- [Exercise objective]: From the records below, return every line containing the word "that".

Segment Start: Source material

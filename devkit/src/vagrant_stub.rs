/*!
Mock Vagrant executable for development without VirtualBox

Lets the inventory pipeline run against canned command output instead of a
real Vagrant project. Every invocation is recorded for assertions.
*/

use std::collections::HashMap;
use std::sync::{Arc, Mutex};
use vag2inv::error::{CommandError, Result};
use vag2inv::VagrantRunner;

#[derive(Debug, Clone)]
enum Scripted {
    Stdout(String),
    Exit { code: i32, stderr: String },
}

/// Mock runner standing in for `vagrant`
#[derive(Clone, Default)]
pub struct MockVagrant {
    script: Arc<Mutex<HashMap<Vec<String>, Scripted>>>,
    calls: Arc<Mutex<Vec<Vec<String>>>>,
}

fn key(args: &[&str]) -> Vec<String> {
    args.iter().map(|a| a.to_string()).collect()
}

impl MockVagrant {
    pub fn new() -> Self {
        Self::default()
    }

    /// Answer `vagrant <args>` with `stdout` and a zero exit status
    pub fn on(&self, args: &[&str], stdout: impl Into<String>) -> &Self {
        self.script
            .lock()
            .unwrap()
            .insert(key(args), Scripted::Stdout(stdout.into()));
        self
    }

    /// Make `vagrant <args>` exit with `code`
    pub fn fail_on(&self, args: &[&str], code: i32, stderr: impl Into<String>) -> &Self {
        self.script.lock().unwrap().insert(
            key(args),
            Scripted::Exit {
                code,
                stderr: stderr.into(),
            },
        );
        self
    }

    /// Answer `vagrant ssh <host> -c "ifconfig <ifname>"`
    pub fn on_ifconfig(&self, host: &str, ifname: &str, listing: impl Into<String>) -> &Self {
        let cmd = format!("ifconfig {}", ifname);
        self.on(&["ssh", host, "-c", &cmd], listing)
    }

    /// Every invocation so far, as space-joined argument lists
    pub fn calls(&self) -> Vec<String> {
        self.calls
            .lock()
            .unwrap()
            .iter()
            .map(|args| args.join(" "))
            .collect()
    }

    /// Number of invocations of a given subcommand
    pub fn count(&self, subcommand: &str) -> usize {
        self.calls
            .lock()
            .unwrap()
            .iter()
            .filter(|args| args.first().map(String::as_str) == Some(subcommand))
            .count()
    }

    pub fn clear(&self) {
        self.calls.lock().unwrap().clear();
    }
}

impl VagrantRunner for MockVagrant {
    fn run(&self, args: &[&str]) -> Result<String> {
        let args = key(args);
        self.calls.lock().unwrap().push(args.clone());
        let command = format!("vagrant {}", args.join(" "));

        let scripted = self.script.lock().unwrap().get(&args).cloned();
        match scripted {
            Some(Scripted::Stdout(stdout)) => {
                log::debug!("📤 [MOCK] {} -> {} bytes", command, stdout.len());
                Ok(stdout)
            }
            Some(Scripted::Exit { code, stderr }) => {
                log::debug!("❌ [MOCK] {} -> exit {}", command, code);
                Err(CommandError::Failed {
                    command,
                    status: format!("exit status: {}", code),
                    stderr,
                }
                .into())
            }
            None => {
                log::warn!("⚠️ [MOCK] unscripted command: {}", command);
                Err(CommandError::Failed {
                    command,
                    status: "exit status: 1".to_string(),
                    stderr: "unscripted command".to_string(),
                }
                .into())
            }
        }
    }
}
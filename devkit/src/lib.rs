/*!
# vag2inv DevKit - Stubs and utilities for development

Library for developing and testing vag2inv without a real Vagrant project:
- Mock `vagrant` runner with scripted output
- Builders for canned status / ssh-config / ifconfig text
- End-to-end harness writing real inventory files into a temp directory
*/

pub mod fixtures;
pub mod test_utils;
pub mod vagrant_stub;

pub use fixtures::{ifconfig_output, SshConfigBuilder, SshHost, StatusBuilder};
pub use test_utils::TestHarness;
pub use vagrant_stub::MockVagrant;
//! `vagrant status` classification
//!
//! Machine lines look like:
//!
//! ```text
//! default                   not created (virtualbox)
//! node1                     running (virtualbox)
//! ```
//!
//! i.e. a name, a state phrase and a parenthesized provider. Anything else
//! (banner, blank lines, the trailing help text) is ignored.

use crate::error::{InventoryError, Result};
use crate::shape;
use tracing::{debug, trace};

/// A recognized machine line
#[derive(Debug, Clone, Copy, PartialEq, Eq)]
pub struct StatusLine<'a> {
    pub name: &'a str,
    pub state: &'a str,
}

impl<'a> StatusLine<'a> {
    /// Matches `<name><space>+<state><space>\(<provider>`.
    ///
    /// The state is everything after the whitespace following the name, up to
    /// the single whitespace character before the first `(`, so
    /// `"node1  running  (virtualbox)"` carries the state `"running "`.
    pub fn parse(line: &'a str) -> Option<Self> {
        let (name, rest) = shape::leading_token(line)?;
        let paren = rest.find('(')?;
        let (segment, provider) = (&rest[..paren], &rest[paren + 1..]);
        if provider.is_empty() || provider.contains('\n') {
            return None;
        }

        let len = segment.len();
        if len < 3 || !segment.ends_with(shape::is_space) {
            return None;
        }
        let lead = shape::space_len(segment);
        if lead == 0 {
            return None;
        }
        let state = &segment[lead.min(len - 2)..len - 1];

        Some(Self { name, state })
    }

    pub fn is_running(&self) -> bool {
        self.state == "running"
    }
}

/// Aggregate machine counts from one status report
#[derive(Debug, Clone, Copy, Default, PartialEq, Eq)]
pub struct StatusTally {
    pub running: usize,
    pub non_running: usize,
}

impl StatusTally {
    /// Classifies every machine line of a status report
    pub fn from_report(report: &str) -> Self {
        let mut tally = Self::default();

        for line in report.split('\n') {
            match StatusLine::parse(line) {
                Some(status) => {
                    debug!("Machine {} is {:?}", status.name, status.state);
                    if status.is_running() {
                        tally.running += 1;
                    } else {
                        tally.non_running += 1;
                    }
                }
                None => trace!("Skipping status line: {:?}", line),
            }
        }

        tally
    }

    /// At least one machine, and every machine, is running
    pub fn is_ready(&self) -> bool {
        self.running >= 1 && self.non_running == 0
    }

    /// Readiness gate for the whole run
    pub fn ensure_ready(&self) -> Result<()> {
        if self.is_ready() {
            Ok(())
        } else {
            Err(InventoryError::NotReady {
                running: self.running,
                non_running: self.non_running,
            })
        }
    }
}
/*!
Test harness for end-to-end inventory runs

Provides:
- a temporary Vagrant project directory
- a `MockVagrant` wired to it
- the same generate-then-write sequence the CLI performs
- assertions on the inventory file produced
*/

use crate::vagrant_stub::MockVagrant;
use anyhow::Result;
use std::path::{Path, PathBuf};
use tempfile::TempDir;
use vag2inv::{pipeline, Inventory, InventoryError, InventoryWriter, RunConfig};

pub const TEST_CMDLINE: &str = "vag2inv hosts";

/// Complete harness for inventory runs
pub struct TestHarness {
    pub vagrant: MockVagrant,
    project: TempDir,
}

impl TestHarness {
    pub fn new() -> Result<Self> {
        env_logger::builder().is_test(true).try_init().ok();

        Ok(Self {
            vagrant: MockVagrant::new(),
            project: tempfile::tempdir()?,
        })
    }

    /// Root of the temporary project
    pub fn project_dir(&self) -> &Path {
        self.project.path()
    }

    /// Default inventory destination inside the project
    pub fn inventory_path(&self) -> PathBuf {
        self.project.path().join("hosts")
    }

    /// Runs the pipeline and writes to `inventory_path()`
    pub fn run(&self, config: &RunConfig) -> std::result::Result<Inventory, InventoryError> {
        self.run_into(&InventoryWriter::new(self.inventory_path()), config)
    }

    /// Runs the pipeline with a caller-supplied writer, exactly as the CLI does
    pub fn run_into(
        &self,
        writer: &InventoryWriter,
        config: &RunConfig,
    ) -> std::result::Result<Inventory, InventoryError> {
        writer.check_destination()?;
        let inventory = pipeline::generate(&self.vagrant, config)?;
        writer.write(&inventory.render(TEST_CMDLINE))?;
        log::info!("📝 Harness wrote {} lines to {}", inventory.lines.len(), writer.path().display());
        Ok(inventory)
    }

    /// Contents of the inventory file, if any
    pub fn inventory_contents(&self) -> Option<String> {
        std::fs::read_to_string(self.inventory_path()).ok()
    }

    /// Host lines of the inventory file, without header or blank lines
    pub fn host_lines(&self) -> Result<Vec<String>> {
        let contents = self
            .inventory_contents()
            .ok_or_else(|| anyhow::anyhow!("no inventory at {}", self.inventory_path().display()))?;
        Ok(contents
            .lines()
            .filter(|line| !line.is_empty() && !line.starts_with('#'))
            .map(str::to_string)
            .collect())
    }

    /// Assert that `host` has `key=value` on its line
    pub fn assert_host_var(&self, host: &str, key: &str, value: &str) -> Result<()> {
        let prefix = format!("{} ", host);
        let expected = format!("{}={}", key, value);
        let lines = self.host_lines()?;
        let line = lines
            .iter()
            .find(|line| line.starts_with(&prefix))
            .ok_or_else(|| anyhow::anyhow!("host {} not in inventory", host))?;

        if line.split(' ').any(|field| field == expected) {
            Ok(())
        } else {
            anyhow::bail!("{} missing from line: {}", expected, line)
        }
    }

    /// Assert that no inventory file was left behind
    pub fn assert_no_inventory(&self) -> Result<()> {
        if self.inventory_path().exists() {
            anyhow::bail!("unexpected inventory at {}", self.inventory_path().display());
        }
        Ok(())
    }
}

Segment End: Source material

- [Written reply]:
    /// Assert that `host` has `key=value` on its line
    /// Assert that no inventory file was left behind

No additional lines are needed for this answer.